• _WORK ITEM_:
Your answer should consist of every line in the records that holds "associated".

• _DATA TO USE_:
=== Begin Enclosure ===

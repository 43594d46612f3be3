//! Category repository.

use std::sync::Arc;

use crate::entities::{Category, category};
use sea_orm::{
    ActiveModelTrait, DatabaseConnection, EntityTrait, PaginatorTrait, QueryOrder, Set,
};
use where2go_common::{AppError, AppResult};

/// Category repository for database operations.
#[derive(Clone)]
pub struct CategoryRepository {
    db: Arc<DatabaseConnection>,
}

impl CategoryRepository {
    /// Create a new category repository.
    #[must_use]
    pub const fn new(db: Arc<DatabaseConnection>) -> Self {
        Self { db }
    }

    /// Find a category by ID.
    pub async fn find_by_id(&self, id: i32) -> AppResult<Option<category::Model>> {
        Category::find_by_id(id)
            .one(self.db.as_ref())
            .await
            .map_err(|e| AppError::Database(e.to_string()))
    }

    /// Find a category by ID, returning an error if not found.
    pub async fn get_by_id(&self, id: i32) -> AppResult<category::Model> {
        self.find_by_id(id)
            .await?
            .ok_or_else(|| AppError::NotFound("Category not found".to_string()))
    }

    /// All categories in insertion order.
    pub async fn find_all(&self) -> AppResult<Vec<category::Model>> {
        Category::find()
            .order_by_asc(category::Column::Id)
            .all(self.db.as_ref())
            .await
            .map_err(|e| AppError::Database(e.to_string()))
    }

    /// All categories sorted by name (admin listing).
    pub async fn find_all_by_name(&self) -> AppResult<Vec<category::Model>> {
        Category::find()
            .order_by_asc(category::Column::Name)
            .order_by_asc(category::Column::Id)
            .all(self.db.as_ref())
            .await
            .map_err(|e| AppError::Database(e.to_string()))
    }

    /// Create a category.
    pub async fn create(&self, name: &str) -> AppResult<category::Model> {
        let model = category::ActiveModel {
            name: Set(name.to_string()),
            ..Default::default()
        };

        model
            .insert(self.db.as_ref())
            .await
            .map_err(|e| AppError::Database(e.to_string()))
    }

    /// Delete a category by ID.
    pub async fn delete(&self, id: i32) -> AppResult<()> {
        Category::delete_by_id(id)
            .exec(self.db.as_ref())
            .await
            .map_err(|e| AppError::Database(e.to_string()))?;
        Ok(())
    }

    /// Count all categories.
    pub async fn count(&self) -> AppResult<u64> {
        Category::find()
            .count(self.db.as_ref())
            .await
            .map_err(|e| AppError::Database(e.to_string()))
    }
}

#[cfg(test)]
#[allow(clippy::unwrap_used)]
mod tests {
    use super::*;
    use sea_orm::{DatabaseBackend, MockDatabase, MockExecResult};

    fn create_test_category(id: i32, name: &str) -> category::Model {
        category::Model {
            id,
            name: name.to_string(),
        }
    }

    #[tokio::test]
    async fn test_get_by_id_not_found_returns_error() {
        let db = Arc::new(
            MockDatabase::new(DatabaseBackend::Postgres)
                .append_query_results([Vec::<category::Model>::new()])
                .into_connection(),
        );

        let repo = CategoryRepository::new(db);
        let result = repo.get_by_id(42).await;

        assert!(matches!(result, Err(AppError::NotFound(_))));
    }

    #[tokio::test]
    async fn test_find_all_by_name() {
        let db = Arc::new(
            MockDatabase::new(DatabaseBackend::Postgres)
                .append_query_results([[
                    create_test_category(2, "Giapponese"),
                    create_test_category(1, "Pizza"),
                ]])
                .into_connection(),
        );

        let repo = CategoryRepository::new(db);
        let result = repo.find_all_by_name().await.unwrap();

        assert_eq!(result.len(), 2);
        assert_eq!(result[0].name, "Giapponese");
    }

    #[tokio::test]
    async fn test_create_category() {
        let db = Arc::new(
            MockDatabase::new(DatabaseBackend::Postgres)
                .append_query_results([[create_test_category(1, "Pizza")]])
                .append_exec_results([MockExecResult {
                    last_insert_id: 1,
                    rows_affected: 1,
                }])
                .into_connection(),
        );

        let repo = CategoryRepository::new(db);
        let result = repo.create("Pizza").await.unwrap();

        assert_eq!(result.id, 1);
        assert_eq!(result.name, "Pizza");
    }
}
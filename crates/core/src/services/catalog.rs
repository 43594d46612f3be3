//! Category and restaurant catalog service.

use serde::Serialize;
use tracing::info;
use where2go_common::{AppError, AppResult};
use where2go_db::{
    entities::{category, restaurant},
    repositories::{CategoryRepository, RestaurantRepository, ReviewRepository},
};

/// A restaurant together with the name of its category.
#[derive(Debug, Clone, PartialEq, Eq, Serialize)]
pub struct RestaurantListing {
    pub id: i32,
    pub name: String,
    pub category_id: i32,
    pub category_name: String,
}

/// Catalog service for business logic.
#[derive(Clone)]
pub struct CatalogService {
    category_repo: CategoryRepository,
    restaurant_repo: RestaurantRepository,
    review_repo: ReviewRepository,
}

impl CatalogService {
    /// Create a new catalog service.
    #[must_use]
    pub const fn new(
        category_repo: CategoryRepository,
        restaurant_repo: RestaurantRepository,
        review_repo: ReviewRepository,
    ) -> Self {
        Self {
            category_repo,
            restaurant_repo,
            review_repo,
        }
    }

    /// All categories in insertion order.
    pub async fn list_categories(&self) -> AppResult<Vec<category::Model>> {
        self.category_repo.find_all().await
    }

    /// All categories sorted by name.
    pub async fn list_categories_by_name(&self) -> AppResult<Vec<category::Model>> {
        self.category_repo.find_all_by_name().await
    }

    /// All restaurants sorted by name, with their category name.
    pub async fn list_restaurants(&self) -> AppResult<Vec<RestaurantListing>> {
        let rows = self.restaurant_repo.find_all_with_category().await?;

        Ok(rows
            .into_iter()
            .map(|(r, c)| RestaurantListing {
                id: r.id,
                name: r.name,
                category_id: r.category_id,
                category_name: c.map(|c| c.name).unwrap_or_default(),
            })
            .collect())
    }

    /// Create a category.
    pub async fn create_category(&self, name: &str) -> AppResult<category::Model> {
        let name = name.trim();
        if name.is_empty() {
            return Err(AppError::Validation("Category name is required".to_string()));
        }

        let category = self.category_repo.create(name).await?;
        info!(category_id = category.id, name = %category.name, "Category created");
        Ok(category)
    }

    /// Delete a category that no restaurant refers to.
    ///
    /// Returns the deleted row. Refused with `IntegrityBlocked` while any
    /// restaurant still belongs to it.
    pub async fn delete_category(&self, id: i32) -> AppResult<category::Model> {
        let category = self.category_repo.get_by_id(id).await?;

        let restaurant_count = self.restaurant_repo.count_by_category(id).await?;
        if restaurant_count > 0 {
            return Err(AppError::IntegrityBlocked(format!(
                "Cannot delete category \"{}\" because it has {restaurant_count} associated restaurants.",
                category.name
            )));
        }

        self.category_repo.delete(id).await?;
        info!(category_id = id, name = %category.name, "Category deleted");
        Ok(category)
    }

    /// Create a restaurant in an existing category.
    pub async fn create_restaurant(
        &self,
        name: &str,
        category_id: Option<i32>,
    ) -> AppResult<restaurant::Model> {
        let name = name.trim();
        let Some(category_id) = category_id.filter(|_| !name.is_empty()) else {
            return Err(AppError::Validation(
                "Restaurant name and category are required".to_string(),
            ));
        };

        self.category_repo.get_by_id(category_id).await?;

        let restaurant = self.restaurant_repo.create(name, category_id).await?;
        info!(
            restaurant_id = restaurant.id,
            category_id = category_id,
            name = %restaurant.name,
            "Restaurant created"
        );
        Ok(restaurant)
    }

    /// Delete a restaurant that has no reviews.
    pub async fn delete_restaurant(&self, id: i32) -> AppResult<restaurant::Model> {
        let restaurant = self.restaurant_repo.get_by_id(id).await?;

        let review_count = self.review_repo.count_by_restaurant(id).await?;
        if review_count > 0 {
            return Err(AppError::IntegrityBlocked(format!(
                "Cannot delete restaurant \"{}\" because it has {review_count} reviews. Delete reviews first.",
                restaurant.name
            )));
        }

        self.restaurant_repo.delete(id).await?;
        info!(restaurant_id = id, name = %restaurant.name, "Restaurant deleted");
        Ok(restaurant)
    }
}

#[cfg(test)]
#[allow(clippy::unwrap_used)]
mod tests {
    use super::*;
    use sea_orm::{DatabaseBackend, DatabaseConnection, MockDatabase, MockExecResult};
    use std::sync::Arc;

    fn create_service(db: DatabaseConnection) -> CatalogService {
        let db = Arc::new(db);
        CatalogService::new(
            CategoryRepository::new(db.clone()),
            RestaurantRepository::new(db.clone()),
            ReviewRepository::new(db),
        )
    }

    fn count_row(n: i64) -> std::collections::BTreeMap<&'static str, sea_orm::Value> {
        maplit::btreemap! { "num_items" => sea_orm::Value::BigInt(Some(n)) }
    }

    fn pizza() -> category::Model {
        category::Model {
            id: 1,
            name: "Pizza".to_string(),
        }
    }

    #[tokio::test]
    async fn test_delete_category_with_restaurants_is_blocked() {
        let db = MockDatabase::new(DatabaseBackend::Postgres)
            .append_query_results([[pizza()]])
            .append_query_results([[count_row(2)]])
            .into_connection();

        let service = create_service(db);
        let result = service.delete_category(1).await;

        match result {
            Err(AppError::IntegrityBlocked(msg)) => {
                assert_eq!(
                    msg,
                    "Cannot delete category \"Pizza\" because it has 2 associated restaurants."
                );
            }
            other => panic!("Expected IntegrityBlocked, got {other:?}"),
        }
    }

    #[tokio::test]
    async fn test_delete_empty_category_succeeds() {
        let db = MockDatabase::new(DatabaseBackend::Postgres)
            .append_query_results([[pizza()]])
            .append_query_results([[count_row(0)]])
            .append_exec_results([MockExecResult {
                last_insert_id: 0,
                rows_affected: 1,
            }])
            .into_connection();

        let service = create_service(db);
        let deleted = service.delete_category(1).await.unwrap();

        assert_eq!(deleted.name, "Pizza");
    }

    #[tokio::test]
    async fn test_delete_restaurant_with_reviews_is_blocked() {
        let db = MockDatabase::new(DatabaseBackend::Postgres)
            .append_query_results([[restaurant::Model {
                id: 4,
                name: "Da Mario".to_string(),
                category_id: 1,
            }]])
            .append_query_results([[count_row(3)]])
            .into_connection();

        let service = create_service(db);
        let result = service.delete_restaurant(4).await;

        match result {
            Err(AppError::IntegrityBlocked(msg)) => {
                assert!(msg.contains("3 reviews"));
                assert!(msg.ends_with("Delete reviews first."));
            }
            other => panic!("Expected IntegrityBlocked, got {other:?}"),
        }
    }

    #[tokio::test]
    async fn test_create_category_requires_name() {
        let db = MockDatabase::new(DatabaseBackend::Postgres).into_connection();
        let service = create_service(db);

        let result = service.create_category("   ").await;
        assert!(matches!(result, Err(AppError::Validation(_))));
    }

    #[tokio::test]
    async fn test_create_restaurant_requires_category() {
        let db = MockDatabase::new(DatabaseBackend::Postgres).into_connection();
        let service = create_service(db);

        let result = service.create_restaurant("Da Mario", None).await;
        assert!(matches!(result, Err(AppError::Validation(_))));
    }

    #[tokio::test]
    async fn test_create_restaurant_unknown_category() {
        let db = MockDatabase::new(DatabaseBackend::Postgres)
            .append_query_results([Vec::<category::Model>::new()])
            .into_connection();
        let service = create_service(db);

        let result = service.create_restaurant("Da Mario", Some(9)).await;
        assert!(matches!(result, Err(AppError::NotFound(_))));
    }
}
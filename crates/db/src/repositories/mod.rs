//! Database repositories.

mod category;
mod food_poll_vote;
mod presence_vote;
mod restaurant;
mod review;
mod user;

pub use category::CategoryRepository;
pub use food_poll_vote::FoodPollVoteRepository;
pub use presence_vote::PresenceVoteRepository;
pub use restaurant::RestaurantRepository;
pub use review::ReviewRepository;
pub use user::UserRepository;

=== End Enclosure ===
=== Begin Enclosure ===

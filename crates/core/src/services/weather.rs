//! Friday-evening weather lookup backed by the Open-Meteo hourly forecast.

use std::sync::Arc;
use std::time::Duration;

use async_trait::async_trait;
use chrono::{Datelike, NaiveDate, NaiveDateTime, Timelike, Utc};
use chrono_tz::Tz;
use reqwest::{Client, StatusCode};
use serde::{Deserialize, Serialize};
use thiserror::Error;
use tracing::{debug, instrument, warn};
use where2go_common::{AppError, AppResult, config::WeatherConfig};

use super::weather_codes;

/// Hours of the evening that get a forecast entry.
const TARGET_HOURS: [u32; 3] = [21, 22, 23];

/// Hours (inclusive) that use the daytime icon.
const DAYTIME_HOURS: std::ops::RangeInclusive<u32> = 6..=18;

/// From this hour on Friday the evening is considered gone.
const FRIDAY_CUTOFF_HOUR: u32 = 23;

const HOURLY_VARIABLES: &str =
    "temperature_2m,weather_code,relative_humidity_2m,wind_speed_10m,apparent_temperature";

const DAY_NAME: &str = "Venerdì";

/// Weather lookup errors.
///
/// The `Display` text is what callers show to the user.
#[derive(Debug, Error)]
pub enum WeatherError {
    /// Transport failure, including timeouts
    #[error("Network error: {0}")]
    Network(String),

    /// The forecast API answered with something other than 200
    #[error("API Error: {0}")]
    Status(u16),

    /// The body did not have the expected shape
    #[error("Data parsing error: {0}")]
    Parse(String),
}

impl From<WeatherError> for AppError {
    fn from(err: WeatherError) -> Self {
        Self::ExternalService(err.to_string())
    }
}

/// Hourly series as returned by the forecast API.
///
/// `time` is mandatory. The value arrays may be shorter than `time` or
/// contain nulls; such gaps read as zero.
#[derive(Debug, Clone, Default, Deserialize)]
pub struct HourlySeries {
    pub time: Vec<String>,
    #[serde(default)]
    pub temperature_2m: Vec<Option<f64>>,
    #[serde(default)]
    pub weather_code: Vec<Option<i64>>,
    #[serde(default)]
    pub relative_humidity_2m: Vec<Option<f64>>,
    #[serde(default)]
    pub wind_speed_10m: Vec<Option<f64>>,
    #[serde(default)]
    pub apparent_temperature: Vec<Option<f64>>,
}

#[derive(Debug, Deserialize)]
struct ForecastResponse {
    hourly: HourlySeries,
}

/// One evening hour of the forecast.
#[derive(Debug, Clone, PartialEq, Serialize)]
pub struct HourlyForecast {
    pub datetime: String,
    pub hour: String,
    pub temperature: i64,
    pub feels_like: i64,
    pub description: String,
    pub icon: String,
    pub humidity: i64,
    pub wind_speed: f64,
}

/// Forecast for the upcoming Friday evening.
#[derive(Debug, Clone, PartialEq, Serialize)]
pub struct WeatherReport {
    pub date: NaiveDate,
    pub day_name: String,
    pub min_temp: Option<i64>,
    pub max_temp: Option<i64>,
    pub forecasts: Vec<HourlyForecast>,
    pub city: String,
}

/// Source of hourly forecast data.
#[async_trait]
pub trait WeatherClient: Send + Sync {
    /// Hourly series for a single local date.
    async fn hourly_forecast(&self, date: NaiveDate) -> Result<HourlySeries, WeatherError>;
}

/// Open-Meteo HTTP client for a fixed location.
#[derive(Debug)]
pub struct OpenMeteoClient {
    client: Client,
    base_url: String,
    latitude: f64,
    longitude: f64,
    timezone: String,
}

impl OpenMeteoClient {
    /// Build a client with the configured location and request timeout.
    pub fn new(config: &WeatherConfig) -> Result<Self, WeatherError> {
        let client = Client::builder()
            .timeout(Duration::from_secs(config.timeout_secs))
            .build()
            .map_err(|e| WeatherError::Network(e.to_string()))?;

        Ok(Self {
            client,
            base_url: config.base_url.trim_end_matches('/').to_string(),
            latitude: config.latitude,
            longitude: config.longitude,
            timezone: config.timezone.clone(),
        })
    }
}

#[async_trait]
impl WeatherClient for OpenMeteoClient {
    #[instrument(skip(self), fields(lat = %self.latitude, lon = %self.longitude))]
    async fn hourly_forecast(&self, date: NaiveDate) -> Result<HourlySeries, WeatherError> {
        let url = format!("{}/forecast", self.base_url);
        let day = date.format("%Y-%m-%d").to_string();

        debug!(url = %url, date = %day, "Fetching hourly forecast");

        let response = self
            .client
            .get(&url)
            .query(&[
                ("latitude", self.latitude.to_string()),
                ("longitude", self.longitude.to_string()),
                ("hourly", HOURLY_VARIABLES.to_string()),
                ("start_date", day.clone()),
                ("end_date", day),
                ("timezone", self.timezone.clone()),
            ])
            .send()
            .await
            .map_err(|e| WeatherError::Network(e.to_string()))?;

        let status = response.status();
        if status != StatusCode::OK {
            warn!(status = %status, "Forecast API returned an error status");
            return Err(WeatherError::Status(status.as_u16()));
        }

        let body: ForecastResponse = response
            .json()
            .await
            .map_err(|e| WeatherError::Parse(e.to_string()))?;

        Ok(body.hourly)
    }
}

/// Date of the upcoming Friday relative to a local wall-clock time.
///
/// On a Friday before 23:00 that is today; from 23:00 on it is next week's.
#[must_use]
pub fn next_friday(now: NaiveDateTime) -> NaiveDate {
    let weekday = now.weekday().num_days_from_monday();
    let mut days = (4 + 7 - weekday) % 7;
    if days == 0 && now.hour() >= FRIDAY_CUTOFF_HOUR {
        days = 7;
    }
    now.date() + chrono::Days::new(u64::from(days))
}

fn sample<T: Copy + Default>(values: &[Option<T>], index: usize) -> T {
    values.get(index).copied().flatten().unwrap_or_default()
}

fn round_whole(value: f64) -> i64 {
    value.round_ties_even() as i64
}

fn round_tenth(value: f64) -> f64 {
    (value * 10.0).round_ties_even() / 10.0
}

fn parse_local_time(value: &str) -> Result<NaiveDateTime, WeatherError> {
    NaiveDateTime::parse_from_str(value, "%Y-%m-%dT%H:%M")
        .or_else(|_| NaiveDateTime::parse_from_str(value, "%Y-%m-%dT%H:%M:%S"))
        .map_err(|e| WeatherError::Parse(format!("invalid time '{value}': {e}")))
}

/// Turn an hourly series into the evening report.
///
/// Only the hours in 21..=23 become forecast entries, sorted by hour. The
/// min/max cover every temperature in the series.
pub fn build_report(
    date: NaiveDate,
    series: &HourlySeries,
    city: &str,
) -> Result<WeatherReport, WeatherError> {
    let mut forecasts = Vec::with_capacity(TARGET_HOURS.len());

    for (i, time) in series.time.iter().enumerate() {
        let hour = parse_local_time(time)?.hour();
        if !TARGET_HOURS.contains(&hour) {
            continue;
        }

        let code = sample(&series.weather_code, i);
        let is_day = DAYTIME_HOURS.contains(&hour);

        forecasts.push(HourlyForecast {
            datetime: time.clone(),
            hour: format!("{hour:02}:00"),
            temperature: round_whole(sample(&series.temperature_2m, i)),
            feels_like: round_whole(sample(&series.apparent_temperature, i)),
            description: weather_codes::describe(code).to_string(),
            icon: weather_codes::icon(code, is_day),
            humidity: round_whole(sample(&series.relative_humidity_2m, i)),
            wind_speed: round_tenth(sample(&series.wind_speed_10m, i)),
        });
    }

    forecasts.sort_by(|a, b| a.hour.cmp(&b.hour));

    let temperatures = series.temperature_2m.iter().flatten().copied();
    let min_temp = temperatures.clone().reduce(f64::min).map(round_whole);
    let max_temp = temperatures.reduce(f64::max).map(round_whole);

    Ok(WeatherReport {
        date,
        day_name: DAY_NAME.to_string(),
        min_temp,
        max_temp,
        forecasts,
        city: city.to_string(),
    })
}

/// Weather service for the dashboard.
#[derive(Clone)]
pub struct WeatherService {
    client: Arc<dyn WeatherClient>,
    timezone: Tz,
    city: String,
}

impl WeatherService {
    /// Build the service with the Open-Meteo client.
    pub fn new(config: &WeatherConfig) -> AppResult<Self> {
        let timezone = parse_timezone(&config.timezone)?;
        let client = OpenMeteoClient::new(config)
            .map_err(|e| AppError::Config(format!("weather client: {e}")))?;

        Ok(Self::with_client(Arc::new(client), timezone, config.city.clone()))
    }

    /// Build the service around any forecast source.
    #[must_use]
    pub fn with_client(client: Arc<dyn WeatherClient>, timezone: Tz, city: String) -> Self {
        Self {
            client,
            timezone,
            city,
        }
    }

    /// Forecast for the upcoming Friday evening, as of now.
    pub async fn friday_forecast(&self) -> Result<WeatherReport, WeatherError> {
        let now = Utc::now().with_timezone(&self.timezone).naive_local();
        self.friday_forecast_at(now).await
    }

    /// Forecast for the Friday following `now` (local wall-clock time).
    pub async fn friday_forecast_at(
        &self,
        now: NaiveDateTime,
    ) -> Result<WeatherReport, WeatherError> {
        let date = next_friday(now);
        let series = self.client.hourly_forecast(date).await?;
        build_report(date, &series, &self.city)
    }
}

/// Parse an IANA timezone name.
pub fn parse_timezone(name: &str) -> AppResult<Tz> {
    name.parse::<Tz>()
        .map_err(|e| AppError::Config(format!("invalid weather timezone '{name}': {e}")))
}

=== End Enclosure ===
=== Begin Enclosure ===

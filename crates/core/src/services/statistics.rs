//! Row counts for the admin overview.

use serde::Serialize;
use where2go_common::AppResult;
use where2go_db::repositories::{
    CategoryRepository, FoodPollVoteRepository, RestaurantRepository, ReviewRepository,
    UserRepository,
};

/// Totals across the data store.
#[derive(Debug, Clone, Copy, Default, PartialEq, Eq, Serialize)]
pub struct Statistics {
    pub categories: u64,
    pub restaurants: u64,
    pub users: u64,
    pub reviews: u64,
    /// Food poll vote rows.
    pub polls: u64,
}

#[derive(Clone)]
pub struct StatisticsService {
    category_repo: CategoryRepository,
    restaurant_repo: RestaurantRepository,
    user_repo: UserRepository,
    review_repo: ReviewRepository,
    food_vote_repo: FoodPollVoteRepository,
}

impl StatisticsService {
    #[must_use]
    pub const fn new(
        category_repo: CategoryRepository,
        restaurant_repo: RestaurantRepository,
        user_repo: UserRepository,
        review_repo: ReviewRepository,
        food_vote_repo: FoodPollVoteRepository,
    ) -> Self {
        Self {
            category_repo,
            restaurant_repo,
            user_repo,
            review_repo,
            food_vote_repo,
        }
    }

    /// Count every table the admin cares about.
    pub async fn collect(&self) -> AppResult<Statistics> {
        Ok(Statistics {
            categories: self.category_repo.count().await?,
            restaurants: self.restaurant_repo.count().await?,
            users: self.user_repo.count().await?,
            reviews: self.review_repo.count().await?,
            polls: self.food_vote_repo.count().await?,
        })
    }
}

=== End Enclosure ===

• _REPLY_:
                "Cannot delete category \"{}\" because it has {restaurant_count} associated restaurants.",
                    "Cannot delete category \"Pizza\" because it has 2 associated restaurants."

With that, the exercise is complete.